Officers in blue/black uniforms perma- scowled from too many encounters with the refuse of humanity—the depraved, the manipulative, the abused, and the abusive. Arrogant captains and wardens, corrupted by total authority over powerless inmates, strutted like royalty . Medical personnel, who used their healing skills to force psychotic inmates to swallow enough Thorazine to render them harmless to themselves and others, exhibited the lifeless faces of their patients. Hardened eyes of caseworkers revealed their disillusionment from years of fruitless effort to rehabilitate inmates who enter the system, leave, and return, and return, and return. The corrupt atmosphere of a prison makes retaining common humanity, not impossible, but very difficult. Futility, not fear, is the prevailing emotion of prison staff.

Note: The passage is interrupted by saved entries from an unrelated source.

//! Error types for the fleet wire format.
//!
//! Every decoding failure is returned as a value. Nothing in this crate logs;
//! the caller owning the connection decides what to report and whether the
//! datagram is simply dropped.

use thiserror::Error;

/// Framing-level errors raised while encoding or decoding a datagram.
///
/// All variants are fatal to the single datagram being processed and never
/// to the connection that carried it.
#[derive(Error, Debug, Clone, PartialEq, Eq)]
pub enum ProtocolError {
    /// A read would run past the end of the buffer
    #[error("truncated datagram: needed {needed} bytes at offset {offset}, {available} available")]
    Truncated {
        /// Offset at which the read started
        offset: usize,
        /// Bytes the read required
        needed: usize,
        /// Bytes left in the buffer
        available: usize,
    },

    /// The leading 4 bytes do not name the expected protocol family
    #[error("signature mismatch: expected {expected:?}, found {found:?}")]
    SignatureMismatch {
        /// Signature of the family the caller asked for
        expected: [u8; 4],
        /// Bytes actually present at the start of the datagram
        found: [u8; 4],
    },

    /// Datagram announces a protocol version this build does not speak
    #[error("unsupported protocol version: {0}")]
    UnsupportedVersion(u32),

    /// Type tag is not defined for the family
    #[error("unknown {family} datagram type: {tag}")]
    UnknownType {
        /// Family name
        family: &'static str,
        /// Tag found on the wire
        tag: u32,
    },

    /// Declared payload size disagrees with the body that was parsed
    #[error("payload size mismatch: header declares {declared} bytes, body used {actual}")]
    PayloadSizeMismatch {
        /// Size written in the fixed header
        declared: usize,
        /// Bytes consumed by the typed body
        actual: usize,
    },

    /// A variable-length field cannot be described by a `u32` length prefix
    #[error("field too long for a u32 length prefix: {len} bytes")]
    FieldTooLong {
        /// Length of the offending field
        len: usize,
    },

    /// Sealed payload cannot hold a nonce and an authentication tag
    #[error("sealed payload too short: {len} bytes, need at least {min}")]
    SealedTooShort {
        /// Length found on the wire
        len: usize,
        /// Nonce plus tag length
        min: usize,
    },

    /// Encoded datagram exceeds the family's size limit
    #[error("datagram too large: {size} bytes exceeds maximum {max}")]
    DatagramTooLarge {
        /// Encoded size
        size: usize,
        /// Family limit
        max: usize,
    },

    /// Failed to encode an application payload as CBOR
    #[error("failed to encode CBOR: {0}")]
    CborEncode(String),

    /// Failed to decode an application payload from CBOR
    #[error("failed to decode CBOR: {0}")]
    CborDecode(String),
}

/// Convenient Result type alias for protocol operations
pub type Result<T> = std::result::Result<T, ProtocolError>;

I hadn’t wanted to teach first grade when I applied to Jordan District in 1985. I wanted to teach literature or history. To introduce young minds to the great world of ideas beyond the borders of Utah, but jobs were tight and I took the available opening. Three years later, I was burned out with elementary school, and teaching jobs were still tight. I applied for every secondary transfer opening in Jordan District and never even got an interview.
Finally in May, an English position was posted at South Park Academy. I’d never heard of that school, but the post said, “Must be willing to work in a lockdown facility.” That could only mean Utah State Prison. I submitted my application and the principal, called and made an appointment for an interview in a couple of weeks—after a background check clearing me to enter the prison. What was I getting myself into?
George was even more skeptical. “It’s the worst feeling in the world to hear the doors clang shut behind you,” he cautioned. Since he’d had some experience with jail as a young sailor, I didn’t disregard his warning. But I was desperate to get out of first grade. I know it’s unfeminine, especially in my culture, to express anything but love and tenderness for small children, but I had been teaching and loving little children, including my own five, for over twenty years and my love and tenderness had scabbed over. I needed to work with students nobody expected me to love—convicted felons certainly met that criterion.
I drove out to my interview visualizing scenes from prison movies—trying to banish words like “hostage” and “gang rape” from my mind. I heard myself singing the words from Tex Ritter’s song: “He made a vow while in state prison/ Vowed it would be my life or his’n.” As I drove into the parking lot at the Young Adult Correction Facility (YACF), a sign informed me that I was entering Utah State Prison property and had better not have any firearms or alcohol in my possession. Were armed guards going to search my car? My person? “I don’t have to work here,” I told myself. “I’ll just take the tour.”
Obviously the tour convinced me, because I stayed and taught at USP for five memorable years.